##### Provided data
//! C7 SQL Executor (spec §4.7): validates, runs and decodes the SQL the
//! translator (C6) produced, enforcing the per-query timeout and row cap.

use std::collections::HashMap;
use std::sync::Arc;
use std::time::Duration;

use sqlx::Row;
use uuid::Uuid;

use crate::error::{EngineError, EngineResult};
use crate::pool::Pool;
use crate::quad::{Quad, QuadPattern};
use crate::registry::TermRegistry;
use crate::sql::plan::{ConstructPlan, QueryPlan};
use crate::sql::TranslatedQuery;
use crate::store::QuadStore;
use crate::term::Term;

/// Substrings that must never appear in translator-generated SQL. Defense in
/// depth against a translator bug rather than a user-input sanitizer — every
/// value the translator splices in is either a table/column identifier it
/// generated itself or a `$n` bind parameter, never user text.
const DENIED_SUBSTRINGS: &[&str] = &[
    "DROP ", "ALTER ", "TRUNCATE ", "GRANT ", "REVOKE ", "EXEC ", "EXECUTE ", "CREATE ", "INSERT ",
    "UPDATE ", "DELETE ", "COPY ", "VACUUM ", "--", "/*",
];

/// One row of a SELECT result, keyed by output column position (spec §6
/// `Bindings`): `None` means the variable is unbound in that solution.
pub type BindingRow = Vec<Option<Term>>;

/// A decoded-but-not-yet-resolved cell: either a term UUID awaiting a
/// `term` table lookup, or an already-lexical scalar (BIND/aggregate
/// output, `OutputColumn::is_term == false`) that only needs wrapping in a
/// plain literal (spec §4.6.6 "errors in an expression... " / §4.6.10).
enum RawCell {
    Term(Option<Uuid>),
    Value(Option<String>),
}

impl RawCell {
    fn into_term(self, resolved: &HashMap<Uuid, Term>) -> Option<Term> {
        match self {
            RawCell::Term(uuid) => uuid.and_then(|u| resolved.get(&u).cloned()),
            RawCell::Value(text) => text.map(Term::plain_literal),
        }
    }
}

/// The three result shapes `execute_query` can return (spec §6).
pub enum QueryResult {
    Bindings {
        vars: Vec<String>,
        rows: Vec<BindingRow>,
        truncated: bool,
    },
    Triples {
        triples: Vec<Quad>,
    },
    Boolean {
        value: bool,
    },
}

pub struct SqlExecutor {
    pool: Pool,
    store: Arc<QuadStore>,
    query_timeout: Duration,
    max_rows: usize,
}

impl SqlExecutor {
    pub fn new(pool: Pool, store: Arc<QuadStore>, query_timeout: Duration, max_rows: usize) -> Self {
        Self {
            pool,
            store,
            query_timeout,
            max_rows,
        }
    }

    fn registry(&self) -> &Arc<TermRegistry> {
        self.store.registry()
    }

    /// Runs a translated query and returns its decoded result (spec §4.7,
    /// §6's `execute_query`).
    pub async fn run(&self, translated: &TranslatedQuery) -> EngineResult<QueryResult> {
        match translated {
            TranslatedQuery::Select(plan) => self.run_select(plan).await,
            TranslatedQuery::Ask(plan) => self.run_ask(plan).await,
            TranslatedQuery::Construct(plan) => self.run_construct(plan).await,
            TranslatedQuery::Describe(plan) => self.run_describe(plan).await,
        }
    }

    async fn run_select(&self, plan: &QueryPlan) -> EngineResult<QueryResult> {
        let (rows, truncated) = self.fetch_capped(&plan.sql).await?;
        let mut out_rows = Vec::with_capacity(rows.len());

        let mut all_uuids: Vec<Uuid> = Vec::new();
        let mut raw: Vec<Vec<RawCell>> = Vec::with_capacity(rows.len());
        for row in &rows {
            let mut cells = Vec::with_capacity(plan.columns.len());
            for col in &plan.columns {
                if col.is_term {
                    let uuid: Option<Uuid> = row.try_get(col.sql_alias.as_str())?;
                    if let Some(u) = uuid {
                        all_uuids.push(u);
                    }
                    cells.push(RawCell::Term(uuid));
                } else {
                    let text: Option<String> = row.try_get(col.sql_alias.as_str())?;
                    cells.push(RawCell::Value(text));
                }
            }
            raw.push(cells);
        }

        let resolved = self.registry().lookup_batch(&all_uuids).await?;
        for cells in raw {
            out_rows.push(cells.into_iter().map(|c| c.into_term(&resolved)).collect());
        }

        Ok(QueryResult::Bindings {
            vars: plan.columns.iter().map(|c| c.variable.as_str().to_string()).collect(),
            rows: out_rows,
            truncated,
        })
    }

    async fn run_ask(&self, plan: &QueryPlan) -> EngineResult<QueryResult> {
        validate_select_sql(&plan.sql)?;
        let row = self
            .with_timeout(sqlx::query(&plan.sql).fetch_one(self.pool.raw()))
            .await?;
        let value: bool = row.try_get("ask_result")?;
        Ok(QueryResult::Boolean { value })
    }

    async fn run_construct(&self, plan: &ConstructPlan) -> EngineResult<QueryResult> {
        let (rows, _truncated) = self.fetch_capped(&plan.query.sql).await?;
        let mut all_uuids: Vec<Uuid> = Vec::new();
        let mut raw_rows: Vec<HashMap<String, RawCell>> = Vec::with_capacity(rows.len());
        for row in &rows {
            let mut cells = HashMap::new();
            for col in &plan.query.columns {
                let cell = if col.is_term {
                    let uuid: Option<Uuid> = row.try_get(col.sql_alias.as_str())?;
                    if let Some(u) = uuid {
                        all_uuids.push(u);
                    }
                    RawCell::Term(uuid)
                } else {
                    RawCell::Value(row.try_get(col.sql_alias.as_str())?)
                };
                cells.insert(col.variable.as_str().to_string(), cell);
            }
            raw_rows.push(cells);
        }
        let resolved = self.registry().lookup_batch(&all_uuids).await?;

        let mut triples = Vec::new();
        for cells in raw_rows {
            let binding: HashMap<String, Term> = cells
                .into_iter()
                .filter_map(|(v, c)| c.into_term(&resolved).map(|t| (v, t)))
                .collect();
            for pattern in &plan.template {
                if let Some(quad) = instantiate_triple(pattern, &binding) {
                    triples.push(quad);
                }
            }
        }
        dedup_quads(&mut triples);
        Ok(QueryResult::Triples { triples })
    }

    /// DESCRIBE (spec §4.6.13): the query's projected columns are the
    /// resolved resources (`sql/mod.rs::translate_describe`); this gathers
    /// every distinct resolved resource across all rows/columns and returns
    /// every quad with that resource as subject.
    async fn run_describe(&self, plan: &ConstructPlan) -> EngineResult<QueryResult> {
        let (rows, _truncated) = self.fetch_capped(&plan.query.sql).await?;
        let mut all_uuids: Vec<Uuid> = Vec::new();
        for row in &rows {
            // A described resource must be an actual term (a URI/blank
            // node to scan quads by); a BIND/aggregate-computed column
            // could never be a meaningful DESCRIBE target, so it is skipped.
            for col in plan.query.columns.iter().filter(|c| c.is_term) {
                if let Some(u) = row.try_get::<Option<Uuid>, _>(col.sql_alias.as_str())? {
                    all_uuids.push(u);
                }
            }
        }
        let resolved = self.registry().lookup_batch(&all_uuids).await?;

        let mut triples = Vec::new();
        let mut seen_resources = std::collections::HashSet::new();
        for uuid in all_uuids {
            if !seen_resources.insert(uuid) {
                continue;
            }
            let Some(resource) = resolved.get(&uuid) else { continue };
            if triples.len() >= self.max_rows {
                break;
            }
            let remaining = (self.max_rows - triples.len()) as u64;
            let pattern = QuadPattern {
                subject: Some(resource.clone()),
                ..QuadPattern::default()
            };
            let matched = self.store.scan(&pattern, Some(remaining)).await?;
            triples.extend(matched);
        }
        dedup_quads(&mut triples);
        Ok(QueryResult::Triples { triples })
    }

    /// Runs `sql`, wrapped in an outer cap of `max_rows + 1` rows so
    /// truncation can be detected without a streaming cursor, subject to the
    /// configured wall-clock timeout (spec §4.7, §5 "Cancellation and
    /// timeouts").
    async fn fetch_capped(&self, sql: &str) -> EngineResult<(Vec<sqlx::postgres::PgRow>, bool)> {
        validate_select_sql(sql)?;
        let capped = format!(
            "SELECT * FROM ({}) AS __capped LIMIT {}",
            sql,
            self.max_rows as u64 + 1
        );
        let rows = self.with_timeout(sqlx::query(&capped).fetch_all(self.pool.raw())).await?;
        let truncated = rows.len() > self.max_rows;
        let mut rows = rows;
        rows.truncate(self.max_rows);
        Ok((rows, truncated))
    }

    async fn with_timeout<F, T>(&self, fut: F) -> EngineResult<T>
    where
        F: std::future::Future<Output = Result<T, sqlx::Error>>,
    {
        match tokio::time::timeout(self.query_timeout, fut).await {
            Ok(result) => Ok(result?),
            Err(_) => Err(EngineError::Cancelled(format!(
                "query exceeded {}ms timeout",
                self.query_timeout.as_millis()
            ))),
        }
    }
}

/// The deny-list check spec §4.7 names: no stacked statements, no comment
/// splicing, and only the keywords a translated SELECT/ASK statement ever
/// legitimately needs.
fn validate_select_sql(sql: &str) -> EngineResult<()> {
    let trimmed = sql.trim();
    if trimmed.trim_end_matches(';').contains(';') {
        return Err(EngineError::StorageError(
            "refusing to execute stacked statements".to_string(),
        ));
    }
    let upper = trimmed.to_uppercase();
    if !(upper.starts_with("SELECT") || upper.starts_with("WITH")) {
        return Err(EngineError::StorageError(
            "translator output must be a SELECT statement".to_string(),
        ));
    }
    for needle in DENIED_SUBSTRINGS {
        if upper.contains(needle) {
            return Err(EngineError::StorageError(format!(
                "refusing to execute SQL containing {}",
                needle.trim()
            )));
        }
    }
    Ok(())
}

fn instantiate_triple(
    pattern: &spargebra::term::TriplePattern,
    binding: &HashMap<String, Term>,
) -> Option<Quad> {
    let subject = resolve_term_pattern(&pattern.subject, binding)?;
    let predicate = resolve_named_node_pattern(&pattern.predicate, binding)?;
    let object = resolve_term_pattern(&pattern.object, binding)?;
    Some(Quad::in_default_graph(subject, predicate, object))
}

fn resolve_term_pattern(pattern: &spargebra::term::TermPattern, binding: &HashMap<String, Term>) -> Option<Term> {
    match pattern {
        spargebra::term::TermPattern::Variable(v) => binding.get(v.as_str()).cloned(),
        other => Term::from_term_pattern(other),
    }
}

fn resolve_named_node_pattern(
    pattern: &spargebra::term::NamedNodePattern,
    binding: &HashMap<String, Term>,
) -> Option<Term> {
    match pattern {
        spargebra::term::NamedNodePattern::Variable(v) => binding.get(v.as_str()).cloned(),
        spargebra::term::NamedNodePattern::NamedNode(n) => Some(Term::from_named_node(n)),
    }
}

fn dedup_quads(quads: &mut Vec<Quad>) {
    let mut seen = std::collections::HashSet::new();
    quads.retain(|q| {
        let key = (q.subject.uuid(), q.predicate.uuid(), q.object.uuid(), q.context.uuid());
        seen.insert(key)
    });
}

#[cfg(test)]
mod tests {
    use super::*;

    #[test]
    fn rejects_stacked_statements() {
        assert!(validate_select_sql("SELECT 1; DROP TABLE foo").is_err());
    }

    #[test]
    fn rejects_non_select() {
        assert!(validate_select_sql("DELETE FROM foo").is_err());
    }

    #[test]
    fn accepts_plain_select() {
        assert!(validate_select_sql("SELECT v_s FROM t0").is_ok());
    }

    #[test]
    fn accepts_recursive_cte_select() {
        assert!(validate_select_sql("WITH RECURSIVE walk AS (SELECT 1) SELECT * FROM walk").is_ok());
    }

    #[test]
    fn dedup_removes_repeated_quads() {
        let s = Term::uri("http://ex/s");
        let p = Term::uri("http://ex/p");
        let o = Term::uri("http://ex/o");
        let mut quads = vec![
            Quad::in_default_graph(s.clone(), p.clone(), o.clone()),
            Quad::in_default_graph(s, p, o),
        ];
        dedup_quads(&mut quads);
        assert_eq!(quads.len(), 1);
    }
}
##########
What the task asks
Scan the material above for lines that contain the string "Duration", and copy each such line.

Output for this exercise
use std::time::Duration;
    query_timeout: Duration,
    pub fn new(pool: Pool, store: Arc<QuadStore>, query_timeout: Duration, max_rows: usize) -> Self {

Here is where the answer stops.